> **Supplied material**

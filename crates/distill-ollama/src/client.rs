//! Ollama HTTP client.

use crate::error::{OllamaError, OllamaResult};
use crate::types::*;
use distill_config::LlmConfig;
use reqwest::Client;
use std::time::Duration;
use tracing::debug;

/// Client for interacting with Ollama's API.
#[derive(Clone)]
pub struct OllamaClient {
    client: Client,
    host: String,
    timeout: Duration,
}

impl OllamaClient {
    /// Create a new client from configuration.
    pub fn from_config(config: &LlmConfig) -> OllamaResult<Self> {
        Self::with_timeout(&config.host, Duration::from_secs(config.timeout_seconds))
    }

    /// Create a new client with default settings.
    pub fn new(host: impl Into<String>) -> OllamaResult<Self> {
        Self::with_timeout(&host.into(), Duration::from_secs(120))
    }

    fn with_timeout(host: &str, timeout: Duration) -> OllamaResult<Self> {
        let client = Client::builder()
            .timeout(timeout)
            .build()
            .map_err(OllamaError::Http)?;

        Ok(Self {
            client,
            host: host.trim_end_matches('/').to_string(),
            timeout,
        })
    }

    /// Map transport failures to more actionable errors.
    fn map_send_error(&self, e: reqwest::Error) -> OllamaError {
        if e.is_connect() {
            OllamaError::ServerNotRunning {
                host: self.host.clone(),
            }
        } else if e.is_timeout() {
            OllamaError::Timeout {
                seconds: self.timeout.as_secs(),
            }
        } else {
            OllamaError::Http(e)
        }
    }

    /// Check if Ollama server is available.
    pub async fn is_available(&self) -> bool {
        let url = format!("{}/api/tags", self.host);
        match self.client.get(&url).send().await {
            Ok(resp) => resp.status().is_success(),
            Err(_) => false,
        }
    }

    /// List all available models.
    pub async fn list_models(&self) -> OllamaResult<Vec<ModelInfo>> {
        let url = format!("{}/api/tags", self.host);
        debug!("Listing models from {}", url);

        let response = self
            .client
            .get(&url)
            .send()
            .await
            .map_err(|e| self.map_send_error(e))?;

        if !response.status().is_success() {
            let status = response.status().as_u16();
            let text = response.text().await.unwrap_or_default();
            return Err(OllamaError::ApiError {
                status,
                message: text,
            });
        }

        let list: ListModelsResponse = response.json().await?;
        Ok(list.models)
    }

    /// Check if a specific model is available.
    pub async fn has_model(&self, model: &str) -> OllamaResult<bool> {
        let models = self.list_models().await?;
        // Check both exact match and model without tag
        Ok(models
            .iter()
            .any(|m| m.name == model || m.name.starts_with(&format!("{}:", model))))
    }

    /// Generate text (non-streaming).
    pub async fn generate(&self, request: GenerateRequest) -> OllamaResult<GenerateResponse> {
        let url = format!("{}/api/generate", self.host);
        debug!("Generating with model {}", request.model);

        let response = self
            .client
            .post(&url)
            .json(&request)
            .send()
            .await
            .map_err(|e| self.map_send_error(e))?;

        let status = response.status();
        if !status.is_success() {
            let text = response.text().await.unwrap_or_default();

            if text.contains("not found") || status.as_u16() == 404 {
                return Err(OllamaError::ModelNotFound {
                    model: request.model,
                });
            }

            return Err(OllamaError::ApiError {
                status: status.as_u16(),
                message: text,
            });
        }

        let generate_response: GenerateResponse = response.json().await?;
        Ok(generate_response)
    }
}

> **Task to complete**
Go through the entries and repeat each one exactly.

> **Your response**
filename crates/distill-ollama/src/client.rs
//! Ollama HTTP client.

use crate::error::{OllamaError, OllamaResult};
use crate::types::*;
use distill_config::LlmConfig;
use reqwest::Client;
use std::time::Duration;
use tracing::debug;

/// Client for interacting with Ollama's API.
#[derive(Clone)]
pub struct OllamaClient {
    client: Client,
    host: String,
    timeout: Duration,
}

impl OllamaClient {
    /// Create a new client from configuration.
    pub fn from_config(config: &LlmConfig) -> OllamaResult<Self> {
        Self::with_timeout(&config.host, Duration::from_secs(config.timeout_seconds))
    }

    /// Create a new client with default settings.
    pub fn new(host: impl Into<String>) -> OllamaResult<Self> {
        Self::with_timeout(&host.into(), Duration::from_secs(120))
    }

    fn with_timeout(host: &str, timeout: Duration) -> OllamaResult<Self> {
        let client = Client::builder()
            .timeout(timeout)
            .build()
            .map_err(OllamaError::Http)?;

        Ok(Self {
            client,
            host: host.trim_end_matches('/').to_string(),
            timeout,
        })
    }

    /// Map transport failures to more actionable errors.
    fn map_send_error(&self, e: reqwest::Error) -> OllamaError {
        if e.is_connect() {
            OllamaError::ServerNotRunning {
                host: self.host.clone(),
            }
        } else if e.is_timeout() {
            OllamaError::Timeout {
                seconds: self.timeout.as_secs(),
            }
        } else {
            OllamaError::Http(e)
        }
    }

    /// Check if Ollama server is available.
    pub async fn is_available(&self) -> bool {
        let url = format!("{}/api/tags", self.host);
        match self.client.get(&url).send().await {
            Ok(resp) => resp.status().is_success(),
            Err(_) => false,
        }
    }

    /// List all available models.
    pub async fn list_models(&self) -> OllamaResult<Vec<ModelInfo>> {
        let url = format!("{}/api/tags", self.host);
        debug!("Listing models from {}", url);

        let response = self
            .client
            .get(&url)
            .send()
            .await
            .map_err(|e| self.map_send_error(e))?;

        if !response.status().is_success() {
            let status = response.status().as_u16();
            let text = response.text().await.unwrap_or_default();
            return Err(OllamaError::ApiError {
                status,
                message: text,
            });
        }

        let list: ListModelsResponse = response.json().await?;
        Ok(list.models)
    }

    /// Check if a specific model is available.
    pub async fn has_model(&self, model: &str) -> OllamaResult<bool> {
        let models = self.list_models().await?;
        // Check both exact match and model without tag
        Ok(models
            .iter()
            .any(|m| m.name == model || m.name.starts_with(&format!("{}:", model))))
    }

    /// Generate text (non-streaming).
    pub async fn generate(&self, request: GenerateRequest) -> OllamaResult<GenerateResponse> {
        let url = format!("{}/api/generate", self.host);
        debug!("Generating with model {}", request.model);

        let response = self
            .client
            .post(&url)
            .json(&request)
            .send()
            .await
            .map_err(|e| self.map_send_error(e))?;

        let status = response.status();
        if !status.is_success() {
            let text = response.text().await.unwrap_or_default();

            if text.contains("not found") || status.as_u16() == 404 {
                return Err(OllamaError::ModelNotFound {
                    model: request.model,
                });
            }

            return Err(OllamaError::ApiError {
                status: status.as_u16(),
                message: text,
            });
        }

        let generate_response: GenerateResponse = response.json().await?;
        Ok(generate_response)
    }
}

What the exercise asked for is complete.